Freigeben über


Identitätswechselebenen (Autorisierung)

Die SECURITY_IMPERSONATION_LEVEL-Enumeration definiert vier Identitätswechselebenen, die bestimmen, welche Vorgänge ein Server im Clientkontext ausführen kann.

Ebene des Identitätswechsels BESCHREIBUNG
SecurityAnonymous Der Server kann die Identität des Clients nicht annehmen oder identifizieren.
SecurityIdentification Der Server kann die Identität und die Berechtigungen des Clients abrufen, aber die Identität des Clients nicht annehmen.
SecurityImpersonation Der Server kann die Identität des Sicherheitskontexts des Clients auf dem lokalen System annehmen.
SecurityDelegation Der Server kann die Identität des Sicherheitskontexts des Clients auf Remotesystemen annehmen.

 

Der Client einer Named Pipe-, RPC- oder DDE-Verbindung kann die Identitätswechselebene steuern.
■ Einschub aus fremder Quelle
use tracing::{debug, warn};

use crate::storage::{KeyValueStore, StorageError};
use crate::types::Plan;

pub const HISTORY_KEY: &str = "trip_history";
pub const HISTORY_LIMIT: usize = 10;

/// Plans, newest first, never longer than [`HISTORY_LIMIT`].
#[derive(Clone, Debug, Default, PartialEq)]
pub struct History {
    plans: Vec<Plan>,
}

impl History {
    pub fn new() -> Self {
        Self::default()
    }

    pub fn from_plans(mut plans: Vec<Plan>) -> Self {
        plans.truncate(HISTORY_LIMIT);
        Self { plans }
    }

    /// Prepends and evicts whatever falls past the bound.
    pub fn add(&mut self, plan: Plan) {
        self.plans.insert(0, plan);
        self.plans.truncate(HISTORY_LIMIT);
    }

    pub fn remove(&mut self, id: &str) -> bool {
        let before = self.plans.len();
        self.plans.retain(|p| p.id != id);
        self.plans.len() != before
    }

    pub fn clear(&mut self) {
        self.plans.clear();
    }

    pub fn get(&self, id: &str) -> Option<&Plan> {
        self.plans.iter().find(|p| p.id == id)
    }

    pub fn latest(&self) -> Option<&Plan> {
        self.plans.first()
    }

    pub fn iter(&self) -> impl Iterator<Item = &Plan> {
        self.plans.iter()
    }

    pub fn as_slice(&self) -> &[Plan] {
        &self.plans
    }

    pub fn len(&self) -> usize {
        self.plans.len()
    }

    pub fn is_empty(&self) -> bool {
        self.plans.is_empty()
    }
}

/// History that writes the whole list back to the store after every change.
pub struct HistoryStore {
    store: Box<dyn KeyValueStore>,
    history: History,
}

impl HistoryStore {
    /// Reads the stored list. A missing, unreadable or corrupt value is
    /// logged and treated as an empty history.
    pub fn load(store: Box<dyn KeyValueStore>) -> Self {
        let history = match store.get(HISTORY_KEY) {
            Ok(Some(raw)) => match serde_json::from_str::<Vec<Plan>>(&raw) {
                Ok(plans) => History::from_plans(plans),
                Err(e) => {
                    warn!(error = %e, "stored trip history is corrupt, starting empty");
                    History::new()
                }
            },
            Ok(None) => History::new(),
            Err(e) => {
                warn!(error = %e, "couldn't read trip history, starting empty");
                History::new()
            }
        };
        debug!(plans = history.len(), "trip history loaded");
        Self { store, history }
    }

    pub fn history(&self) -> &History {
        &self.history
    }

    pub fn get(&self, id: &str) -> Option<&Plan> {
        self.history.get(id)
    }

    pub fn add(&mut self, plan: Plan) -> Result<(), StorageError> {
        self.history.add(plan);
        self.persist()
    }

    /// Returns whether a plan was removed. Nothing is written when the id is
    /// unknown.
    pub fn remove(&mut self, id: &str) -> Result<bool, StorageError> {
        if !self.history.remove(id) {
            return Ok(false);
        }
        self.persist()?;
        Ok(true)
    }

    pub fn clear(&mut self) -> Result<(), StorageError> {
        self.history.clear();
        self.persist()
    }

    fn persist(&mut self) -> Result<(), StorageError> {
        let blob = serde_json::to_string(self.history.as_slice())?;
        self.store.set(HISTORY_KEY, &blob)
    }
}
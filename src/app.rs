use std::sync::Arc;
use std::sync::atomic::{AtomicBool, Ordering};
use tracing::{info, warn};

use crate::error::PlanError;
use crate::history::{History, HistoryStore};
use crate::planner::Planner;
use crate::share::{self, ShareError};
use crate::storage::{KeyValueStore, StorageError};
use crate::types::{LatLng, Plan, PlanRequest};

/// At most one generation runs at a time. Holding the guard marks the
/// planner busy; dropping it frees it.
#[derive(Clone, Debug, Default)]
pub struct InFlight(Arc<AtomicBool>);

#[derive(Debug)]
pub struct InFlightGuard(Arc<AtomicBool>);

impl InFlight {
    pub fn try_begin(&self) -> Option<InFlightGuard> {
        self.0
            .compare_exchange(false, true, Ordering::AcqRel, Ordering::Acquire)
            .ok()
            .map(|_| InFlightGuard(Arc::clone(&self.0)))
    }

    pub fn is_active(&self) -> bool {
        self.0.load(Ordering::Acquire)
    }
}

impl Drop for InFlightGuard {
    fn drop(&mut self) {
        self.0.store(false, Ordering::Release);
    }
}

/// Everything the planner front ends mutate: the plan on screen, the saved
/// history, the busy flag and the last error shown to the user.
pub struct AppState {
    planner: Planner,
    history: HistoryStore,
    current: Option<Plan>,
    error: Option<String>,
    location: Option<LatLng>,
    in_flight: InFlight,
}

impl AppState {
    pub fn new(planner: Planner, store: Box<dyn KeyValueStore>) -> Self {
        Self {
            planner,
            history: HistoryStore::load(store),
            current: None,
            error: None,
            location: None,
            in_flight: InFlight::default(),
        }
    }

    /// Hydrates a shared plan if a token is given. A bad token is logged and
    /// ignored; startup carries on with no plan loaded.
    pub fn startup(&mut self, share_token: Option<&str>) {
        let Some(token) = share_token else {
            return;
        };
        if let Err(e) = self.open(token) {
            warn!(error = %e, "couldn't decode shared plan");
        }
    }

    /// Makes the plan carried by a share token current. History is left
    /// alone; see [`AppState::keep`].
    pub fn open(&mut self, token: &str) -> Result<&Plan, ShareError> {
        let plan = share::decode(token)?.into_plan();
        info!(id = %plan.id, "loaded shared plan");
        Ok(self.current.insert(plan))
    }

    pub fn set_location(&mut self, location: Option<LatLng>) {
        self.location = location;
    }

    pub fn location(&self) -> Option<LatLng> {
        self.location
    }

    pub fn planner(&self) -> &Planner {
        &self.planner
    }

    pub fn in_flight(&self) -> &InFlight {
        &self.in_flight
    }

    pub fn current(&self) -> Option<&Plan> {
        self.current.as_ref()
    }

    pub fn last_error(&self) -> Option<&str> {
        self.error.as_deref()
    }

    pub fn history(&self) -> &History {
        self.history.history()
    }

    /// Generates a plan and records the outcome. Errors never escape: they
    /// become the user-visible `last_error`.
    pub fn submit(&mut self, request: PlanRequest) -> Option<&Plan> {
        let Some(_guard) = self.in_flight.try_begin() else {
            return self.complete(Err(PlanError::Busy));
        };
        let result = self.planner.submit(request, self.location);
        self.complete(result)
    }

    /// Second half of a submission whose generation ran elsewhere.
    pub fn complete(&mut self, result: Result<Plan, PlanError>) -> Option<&Plan> {
        match result {
            Ok(plan) => {
                self.error = None;
                if let Err(e) = self.history.add(plan.clone()) {
                    warn!(error = %e, "couldn't save trip history");
                }
                self.current = Some(plan);
                self.current.as_ref()
            }
            Err(err) => {
                warn!(error = %err, "plan generation failed");
                self.error = Some(err.user_message());
                None
            }
        }
    }

    /// Shows a plan from history.
    pub fn select(&mut self, id: &str) -> Option<&Plan> {
        let plan = self.history.get(id)?.clone();
        self.current = Some(plan);
        self.current.as_ref()
    }

    pub fn delete(&mut self, id: &str) -> Result<bool, StorageError> {
        self.history.remove(id)
    }

    pub fn clear_history(&mut self) -> Result<(), StorageError> {
        self.history.clear()
    }

    /// Adds an imported plan to history, e.g. one opened from a share link.
    pub fn keep(&mut self, plan: Plan) -> Result<(), StorageError> {
        self.history.add(plan)
    }
}

#[cfg(test)]
mod tests {
    use super::*;
    use crate::planner::testing::FakeGenerator;
    use crate::storage::MemoryStore;
    use crate::types::GroundingLink;

    fn state_with(generator: Arc<FakeGenerator>) -> AppState {
        AppState::new(Planner::new(generator), Box::new(MemoryStore::new()))
    }

    #[test]
    fn submit_stores_plan_and_history() {
        let generator = Arc::new(FakeGenerator::replying("# Brno"));
        let mut state = state_with(generator.clone());
        let id = state.submit(PlanRequest::new("Brno")).unwrap().id.clone();
        assert_eq!(state.current().unwrap().id, id);
        assert_eq!(state.history().latest().unwrap().id, id);
        assert_eq!(state.last_error(), None);
        assert!(!state.in_flight().is_active());
    }

    #[test]
    fn submit_while_in_flight_is_rejected() {
        let generator = Arc::new(FakeGenerator::replying("# Brno"));
        let mut state = state_with(generator.clone());
        let flag = state.in_flight().clone();
        let guard = flag.try_begin().unwrap();

        assert!(state.submit(PlanRequest::new("Brno")).is_none());
        assert_eq!(generator.calls(), 0);
        assert_eq!(state.last_error(), Some(PlanError::Busy.user_message().as_str()));

        drop(guard);
        assert!(state.submit(PlanRequest::new("Brno")).is_some());
        assert_eq!(generator.calls(), 1);
    }

    #[test]
    fn failures_become_a_user_message() {
        let generator = Arc::new(FakeGenerator::unconfigured());
        let mut state = state_with(generator.clone());
        assert!(state.submit(PlanRequest::new("Alps")).is_none());
        assert_eq!(generator.calls(), 0);
        assert!(state.last_error().unwrap().contains("API key"));
        assert!(state.history().is_empty());
        assert!(!state.in_flight().is_active());
    }

    #[test]
    fn startup_hydrates_share_token_or_ignores_garbage() {
        let plan = Plan {
            links: vec![GroundingLink::maps("https://maps.example", "Pálava")],
            ..state_with(Arc::new(FakeGenerator::replying("x")))
                .planner()
                .submit(PlanRequest::new("Pálava"), None)
                .unwrap()
        };
        let token = share::encode(&plan).unwrap();

        let mut state = state_with(Arc::new(FakeGenerator::replying("x")));
        state.startup(Some(&token));
        let current = state.current().unwrap();
        assert_eq!(current.content, plan.content);
        assert_eq!(current.links, plan.links);
        assert!(current.request.is_none());

        let mut state = state_with(Arc::new(FakeGenerator::replying("x")));
        state.startup(Some("definitely not a token!"));
        assert!(state.current().is_none());
        assert_eq!(state.last_error(), None);
    }

    #[test]
    fn opened_plans_are_kept_only_on_request() {
        let mut state = state_with(Arc::new(FakeGenerator::replying("# Olomouc")));
        let generated = state.submit(PlanRequest::new("Olomouc")).unwrap().clone();
        state.clear_history().unwrap();
        let token = share::encode(&generated).unwrap();

        let opened = state.open(&token).unwrap().clone();
        assert!(opened.id.starts_with("shared-"));
        assert_eq!(opened.content, "# Olomouc");
        assert!(state.history().is_empty());

        state.keep(opened.clone()).unwrap();
        assert_eq!(state.history().latest(), Some(&opened));
        assert!(state.open("%%%").is_err());
        assert_eq!(state.current(), Some(&opened));
    }

    #[test]
    fn select_delete_and_clear() {
        let mut state = state_with(Arc::new(FakeGenerator::replying("x")));
        let first = state.submit(PlanRequest::new("A")).unwrap().id.clone();
        let second = state.submit(PlanRequest::new("B")).unwrap().id.clone();
        assert_eq!(state.current().unwrap().id, second);

        assert_eq!(state.select(&first).unwrap().id, first);
        assert!(state.select("missing").is_none());

        assert!(state.delete(&first).unwrap());
        assert!(!state.delete(&first).unwrap());
        assert_eq!(state.history().len(), 1);

        state.clear_history().unwrap();
        assert!(state.history().is_empty());
    }
}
Beispielsweise kann ein Named Pipe-Client die CreateFile-Funktion aufrufen, um ein Handle für eine Named Pipe zu öffnen und die Identitätswechselebene des Servers anzugeben.
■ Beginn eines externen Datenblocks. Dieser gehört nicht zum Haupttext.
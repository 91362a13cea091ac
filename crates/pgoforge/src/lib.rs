pub mod builder;
pub mod classify;
pub mod config;
pub mod descriptor;
pub mod error;
pub mod executor;
pub mod gate;
pub mod log_sanitize;
pub mod modules;
pub mod planner;
pub mod preflight;
pub mod profile;
pub mod validate;
pub mod verify;
pub mod workspace;

pub use error::{Error, ErrorKind, Result};
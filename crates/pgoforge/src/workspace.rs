use std::fs;
use std::path::Component;
use std::path::{Path, PathBuf};

use serde::Deserialize;

use crate::error::{Error, Result};

fn default_build_dir() -> String {
    "build".into()
}

fn default_out_dir() -> String {
    "out".into()
}

fn default_root_dir() -> String {
    ".".into()
}

#[derive(Debug, Clone, Copy, Default, PartialEq, Eq, Deserialize)]
#[serde(rename_all = "kebab-case")]
pub enum CleanMode {
    #[default]
    None,
    Build,
    Out,
    All,
}

impl CleanMode {
    pub fn as_str(self) -> &'static str {
        match self {
            CleanMode::None => "none",
            CleanMode::Build => "build",
            CleanMode::Out => "out",
            CleanMode::All => "all",
        }
    }
}

#[derive(Debug, Clone, Deserialize)]
#[serde(default)]
pub struct WorkspaceConfig {
    /// Relative to the build definition's directory.
    #[serde(default = "default_root_dir")]
    pub root_dir: String,
    #[serde(default = "default_build_dir")]
    pub build_dir: String,
    #[serde(default = "default_out_dir")]
    pub out_dir: String,
    #[serde(default)]
    pub clean: CleanMode,
}

impl Default for WorkspaceConfig {
    fn default() -> Self {
        Self {
            root_dir: default_root_dir(),
            build_dir: default_build_dir(),
            out_dir: default_out_dir(),
            clean: CleanMode::None,
        }
    }
}

#[derive(Debug, Clone)]
pub struct WorkspacePaths {
    pub root: PathBuf,
    pub build_dir: PathBuf,
    pub out_dir: PathBuf,
}

impl WorkspacePaths {
    /// Absolute paths as-is, relative ones under the workspace root.
    pub fn resolve_config_path(&self, raw: &str) -> Result<PathBuf> {
        let raw = raw.trim();
        if raw.is_empty() {
            return Err(Error::msg("empty path"));
        }
        let pb = PathBuf::from(raw);
        Ok(if pb.is_absolute() { pb } else { self.root.join(pb) })
    }

    pub fn error_logs_dir(&self) -> PathBuf {
        self.build_dir.join("error-logs")
    }
}

/// Resolves the configured directories against `base` without touching the disk.
pub fn load_paths(cfg: &WorkspaceConfig, base: &Path) -> Result<WorkspacePaths> {
    let base = if base.is_absolute() {
        base.to_path_buf()
    } else {
        std::env::current_dir()
            .map_err(|e| Error::msg(format!("cwd error: {e}")))?
            .join(base)
    };
    let root = resolve_user_path(&base, &cfg.root_dir)?;
    let build_dir = resolve_user_dir(&root, &cfg.build_dir)?;
    let out_dir = resolve_user_dir(&root, &cfg.out_dir)?;
    Ok(WorkspacePaths {
        root,
        build_dir,
        out_dir,
    })
}

pub fn init_dirs(cfg: &WorkspaceConfig, base: &Path) -> Result<WorkspacePaths> {
    let paths = load_paths(cfg, base)?;

    match cfg.clean {
        CleanMode::None => {}
        CleanMode::Build => safe_remove_dir_all(&paths.root, &paths.build_dir)?,
        CleanMode::Out => safe_remove_dir_all(&paths.root, &paths.out_dir)?,
        CleanMode::All => {
            safe_remove_dir_all(&paths.root, &paths.build_dir)?;
            safe_remove_dir_all(&paths.root, &paths.out_dir)?;
        }
    }

    for (what, dir) in [("build_dir", &paths.build_dir), ("out_dir", &paths.out_dir)] {
        fs::create_dir_all(dir)
            .map_err(|e| Error::msg(format!("failed to create {what} {}: {e}", dir.display())))?;
    }
    Ok(paths)
}

fn resolve_user_dir(root: &Path, p: &str) -> Result<PathBuf> {
    let p = p.trim();
    if p.is_empty() {
        return Err(Error::msg("empty workspace dir"));
    }
    if Path::new(p)
        .components()
        .any(|c| matches!(c, Component::ParentDir))
    {
        return Err(Error::msg(format!(
            "invalid workspace dir '{p}' (contains '..')"
        )));
    }
    let pb = PathBuf::from(p);
    Ok(if pb.is_absolute() { pb } else { root.join(pb) })
}

fn resolve_user_path(base: &Path, p: &str) -> Result<PathBuf> {
    let p = p.trim();
    if p.is_empty() {
        return Err(Error::msg("empty workspace path"));
    }
    let pb = PathBuf::from(p);
    Ok(if pb.is_absolute() { pb } else { base.join(pb) })
}

fn safe_remove_dir_all(root: &Path, dir: &Path) -> Result<()> {
    if !dir.exists() {
        return Ok(());
    }
    let root_can = root.canonicalize().unwrap_or_else(|_| root.to_path_buf());
    let dir_can = dir.canonicalize().unwrap_or_else(|_| dir.to_path_buf());
    if !dir_can.starts_with(&root_can) {
        return Err(Error::msg(format!(
            "refusing to remove '{}' (outside workspace root '{}')",
            dir_can.display(),
            root_can.display()
        )));
    }
    fs::remove_dir_all(&dir_can)
        .map_err(|e| Error::msg(format!("failed to remove dir {}: {e}", dir_can.display())))
}

#[cfg(test)]
mod tests {
    use super::*;

    #[test]
    fn dirs_resolve_against_definition_dir() {
        let tmp = tempfile::tempdir().expect("tempdir");
        let cfg = WorkspaceConfig {
            root_dir: "ws".into(),
            ..WorkspaceConfig::default()
        };
        let paths = load_paths(&cfg, tmp.path()).expect("paths");
        assert_eq!(paths.root, tmp.path().join("ws"));
        assert_eq!(paths.build_dir, tmp.path().join("ws/build"));
        assert!(!paths.build_dir.exists());
        assert_eq!(
            paths.resolve_config_path("profiles/kernel.afdo").expect("rel"),
            tmp.path().join("ws/profiles/kernel.afdo")
        );
        assert_eq!(
            paths.resolve_config_path("/abs/p.afdo").expect("abs"),
            PathBuf::from("/abs/p.afdo")
        );
    }

    #[test]
    fn clean_build_only_removes_build_dir() {
        let tmp = tempfile::tempdir().expect("tempdir");
        let mut cfg = WorkspaceConfig::default();
        let paths = init_dirs(&cfg, tmp.path()).expect("init");
        fs::write(paths.build_dir.join("stale"), "x").expect("write");
        fs::write(paths.out_dir.join("keep"), "x").expect("write");

        cfg.clean = CleanMode::Build;
        let paths = init_dirs(&cfg, tmp.path()).expect("re-init");
        assert!(!paths.build_dir.join("stale").exists());
        assert!(paths.out_dir.join("keep").exists());
    }

    #[test]
    fn parent_dir_components_are_rejected() {
        let cfg = WorkspaceConfig {
            out_dir: "../escape".into(),
            ..WorkspaceConfig::default()
        };
        assert!(load_paths(&cfg, Path::new("/tmp")).is_err());
    }
}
Wenn die Named Pipe-, RPC- oder DDE-Verbindung remote ist, werden die an CreateFile übergebenen Flags zum Festlegen der Identitätswechselebene ignoriert. In diesem Fall wird die Identitätswechselebene des Clients durch die vom Server aktivierten Identitätswechselebenen bestimmt, die durch ein Flag im Serverkonto im Verzeichnisdienst festgelegt werden. Wenn der Server beispielsweise für die Delegierung aktiviert ist, wird die Identitätswechselebene des Clients auch dann auf Delegierung festgelegt, wenn die an CreateFile übergebenen Flags die Identitätswechselebene angeben.

DDE-Clients verwenden die DdeSetQualityOfService-Funktion mit der SECURITY_QUALITY_OF_SERVICE-Struktur , um die Identitätswechselebene anzugeben. Die SecurityImpersonation-Ebene ist die Standardeinstellung für Named Pipe-, RPC- und DDE-Server. Mit den Funktionen ImpersonateSelf, DuplicateToken und DuplicateTokenEx kann der Aufrufer eine Identitätswechselebene angeben. Verwenden Sie die GetTokenInformation-Funktion , um die Identitätswechselebene eines Zugriffstokens abzurufen.

Auf der SecurityImpersonation-Ebene erfolgen die meisten Aktionen des Threads im Sicherheitskontext des Identitätswechseltokens des Threads und nicht im primären Token des Prozesses , der den Thread besitzt. Wenn beispielsweise ein Identitätswechselthread ein sicherungsfähiges Objekt öffnet, verwendet das System das Identitätswechseltoken, um den Zugriff des Threads zu überprüfen. Wenn ein Identitätswechselthread ein neues Objekt erstellt, z. B. durch Aufrufen der CreateFile-Funktion , ist der Besitzer des neuen Objekts der Standardbesitzer aus dem Zugriffstoken des Clients.

In den folgenden Situationen verwendet das System jedoch das primäre Token des Prozesses anstelle des Identitätswechseltokens des aufrufenden Threads:

  • Wenn ein Identitätswechselthread die CreateProcess-Funktion aufruft, erbt der neue Prozess immer das primäre Token des Prozesses.
  • Für Funktionen, die die SE_TCB_NAME-Berechtigung erfordern, z. B. die LogonUser-Funktion , sucht das System immer nach den Berechtigungen im primären Token des Prozesses.
  • Für Funktionen, die die SE_AUDIT_NAME-Berechtigung erfordern, z. B. die ObjectOpenAuditAlarm-Funktion , überprüft das System immer nach den Berechtigungen im primären Token des Prozesses.
  • In einem Aufruf der OpenThreadToken-Funktion kann ein Thread angeben, ob die Funktion das Identitätswechseltoken oder das primäre Token verwendet, um zu bestimmen, ob der angeforderte Zugriff gewährt werden soll.